При практических занятиях мы определяли минералы и горные породы по внешнему виду, сравнивая с образцами, которые присылал музей, и при помощи поляризационного микроскопа, присланного им; а для кристаллографии Лукашевич приготовил множество деревянных моделей, простых и сложных, и мы практиковались в определении их. Новорусский легко справлялся с этой задачей, но я часто возбуждала смех своими скороспелыми и неудачными определениями. Я с любопытством наблюдала при этом, как мой глаз постепенно воспитывался. Вначале, как путешественник, только что приехавший в Японию или Китай, не находит индивидуальных различий и туземцы кажутся ему все на одно лицо, так и я все более сложные модели принимала за однообразную фигуру, и только мало-помалу глаз научился улавливать различие углов, ребер и плоскостей.

Между работами, которые предлагал нам музей, было приготовление препаратов, в которых цветок и его разложенные части помещались под стеклом. Это выпало на долю Новорусского и мою, и мы приготовили несколько сотен изящных пластинок этого рода, снабжая их и описанием. Во всех работах на музей Новорусский отличался особенной производительностью и решительно побивал рекорд. Затем, кажется, шла я, а третье место занимал Морозов, специализировавшийся на коллекциях мхов и лишайников, которые он размещал в красивом порядке в изящных коробках из картона.

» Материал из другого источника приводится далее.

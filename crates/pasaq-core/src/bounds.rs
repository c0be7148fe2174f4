use crate::game::{expected_defender_utility, GameError, PayoffMatrix, Strategy};

/// The `[lower, upper]` utility range kept by the binary search
#[cfg_attr(feature = "serde", derive(serde::Serialize, serde::Deserialize))]
#[derive(Debug, Clone, Copy, PartialEq)]
pub struct Bracket {
    pub lower: f64,
    pub upper: f64,
}

impl Bracket {
    pub fn new(lower: f64, upper: f64) -> Result<Self, GameError> {
        let bracket = Self { lower, upper };
        bracket.validate()?;
        Ok(bracket)
    }

    pub fn validate(&self) -> Result<(), GameError> {
        if !self.lower.is_finite() || !self.upper.is_finite() || self.lower > self.upper {
            return Err(GameError::DegenerateInput(format!(
                "invalid bracket [{}, {}]",
                self.lower, self.upper
            )));
        }
        Ok(())
    }

    pub fn width(&self) -> f64 {
        self.upper - self.lower
    }

    pub fn midpoint(&self) -> f64 {
        (self.upper + self.lower) / 2.0
    }

    pub fn contains(&self, value: f64) -> bool {
        self.lower <= value && value <= self.upper
    }
}

/// Even split of the budget used for the lower bound. Never below full
/// coverage per target.
pub fn uniform_strategy(budget: f64, targets: usize) -> Strategy {
    let coverage = (budget / targets as f64).max(1.0);
    vec![coverage; targets]
}

/// Initial bracket: the uniform strategy's expected defender utility up to
/// the sum of every defender reward.
///
/// The result is not validated. With mixed-sign defender rewards the lower
/// end can exceed the upper one.
pub fn estimate_bounds(budget: f64, pm: &PayoffMatrix, lambda: f64) -> Result<Bracket, GameError> {
    let targets = pm.require_targets()?;
    let uniform = uniform_strategy(budget, targets);
    let lower = expected_defender_utility(&uniform, pm, lambda)?;
    let upper = pm.defender_reward.iter().sum();
    Ok(Bracket { lower, upper })
}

Среди занятий не была забыта и химия. Под руководством Лукашевича Новорусский и я прошли практический курс аналитической химии, что для меня было повторением, а для Новорусского — областью, до тех пор совершенно неизвестной. В это время в старой тюрьме я имела уже свою отдельную мастерскую, и анализ мы производили так, что я стояла в мастерской у открытой форточки двери, а по ту сторону ее, в коридоре, находились Лукашевич и Новорусский, так что мы все могли видеть ту химическую реакцию, которой были заняты.

Каждый раз, когда наша группа заканчивала какой-нибудь цикл занятий, я обращалась к Лукашевичу с сияющим лицом и говорила:

— Лука, вы не поверите, какую радость испытываю я от того света, который вы бросили в мою голову!

И затем прибавляла:

— Ну, а теперь вот еще темный уголок, осветите-ка его, — и мы уславливались о дальнейших занятиях.

Так в течение нескольких лет одну за другой мы прошли главнейшие отрасли естественных наук.

Для меня эти лекции и коллективные занятия наполняли содержанием бездеятельную жизнь в крепости. Не говоря об удовлетворении, которое дает умственный труд, постоянным источником удовольствия было видеть неоскудевающий альтруизм нашего несравненного лектора, который не жалел для нас ни времени, ни труда; а то, что выходило из наших рук, доставляло нам помимо сознания, что участвуешь в культурно-просветительном деле, громадное эстетическое наслаждение. Красивого в тюрьме ничего не было, но мы создавали прекрасное, которым нельзя было не любоваться.

Все это вместе связало Лукашевича, Морозова, Новорусского и меня в тесный кружок, и в общей работе и постоянном общении окрепла дружба, не ослабевшая и после выхода из Шлиссельбурга.